The compression of life-worlds into mostly a single space during Covid-19 has surfaced the deep reliance of society upon the diffusion of care and relational subjectivities, with the veil of autonomously navigated public-private realms. How quickly new support structures arose to make mock-ups, stand-ins, to maintain this veil of autonomy, offering compassionate supplementary and self-mastery tools to manage hairs turning on end in reaction to the disturbances between the desired reality and their good-enough alternatives; and simply the ghastliness of losing what defies replacement options. No, Zoom is not IRL; there is no need to compare. Many people have IRL exhaustion due to the social and material relations that condemn certain peoples to not being included in standardized socialites, or further, due to differences in how bodies perceive and digest the information of the world around us.

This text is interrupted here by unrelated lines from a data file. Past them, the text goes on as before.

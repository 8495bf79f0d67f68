extern crate backprop;
extern crate env_logger;
extern crate rand;

use backprop::activator::Activator;
use backprop::trainer::{self, Logging, StopCondition, Trainer};
use backprop::Network;

use rand::Rng;

type Input = Vec<f64>;

/// Noisy points on the unit circle, class 0 in the first and third quadrants.
fn generate_data<R: Rng>(rng: &mut R, num_samples: usize) -> Vec<(Input, usize)> {
    let mut data = Vec::new();
    for _ in 0..num_samples {
        let theta = rng.gen_range(0.0..2.0 * std::f64::consts::PI);
        let dx = rng.gen_range(-0.1..0.1);
        let dy = rng.gen_range(-0.1..0.1);
        let point = vec![theta.cos() + dx, theta.sin() + dy];
        let class = if point[0] * point[1] > 0.0 { 0 } else { 1 };
        data.push((point, class));
    }
    data
}

fn main() {
    env_logger::Builder::from_env(env_logger::Env::default().default_filter_or("info")).init();

    let mut rng = rand::thread_rng();
    let training_data = generate_data(&mut rng, 10_000);
    let examples: Vec<_> = training_data
        .iter()
        .map(|&(ref point, class)| (point.clone(), trainer::one_hot(class, 2).unwrap()))
        .collect();

    let mut network = Network::builder(&[2, 5, 5, 2])
        .activator(Activator::Sigmoid)
        .build()
        .unwrap();
    network.randomize(&mut rng);

    Trainer::new()
        .learning_rate(0.1)
        .stop_condition(StopCondition::Plateau { tolerance: 1.0 })
        .logging(Logging::Epochs(5))
        .train(&mut network, &examples)
        .unwrap();

    let test_data = generate_data(&mut rng, 1_000);
    for &(name, data) in &[("Training", &training_data), ("Test", &test_data)] {
        let accuracy = trainer::accuracy(&mut network, data).unwrap();
        println!(
            "{} set results: {} of {} correct",
            name, accuracy.correct, accuracy.total
        );
    }
}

The »normal« that is missed on a possibly unprecedented scale, in terms of its reverberations and visibility by way of digital media, is one reflection of the highly manicured care of vulnerability delegated, tucked away into spaces, relations and roles, in service of certain ends and on certain scales. For those who can sprinkle themselves and make distinct-socialites throughout worldy spaces, social identities are diffused.17 Theorist Judith Butler’s consideration that »the dependency on infrastructure for a livable life seems clear … when infrastructure fails, and fails consistently, how do we understand that condition of life?« may be more relatable now to people who have predominantly undisturbed experiences in the dominating social and interrelational infrastructure, since the effects on day-to-day living by Covid lockdown.18
Undoubtedly, we must recognize the unjustness in the privilege of those who can #savelivesstayhome or, protest to #save »freedom,« and disproportionately harm people with less money and less access to health care. It is relevant to take into account that unlike other moments of social disturbance by which new socialites may be forged, such as protests, strikes, or, even the searching for alternative communities and relationships in online spaces for those who are unable to be in their immediate physical worlds, many who are fortunate enough to stay at home, whether furloughed or enacting their normative form of productivity from their homes, did not pursue these disturbances as a personal political demand, as a decisive action.19 The popular disappointment that abounds because life is not the same can easily distract from the possible opportunity to, instead, critically review what has been broken down in terms of the housing of care and vulnerability.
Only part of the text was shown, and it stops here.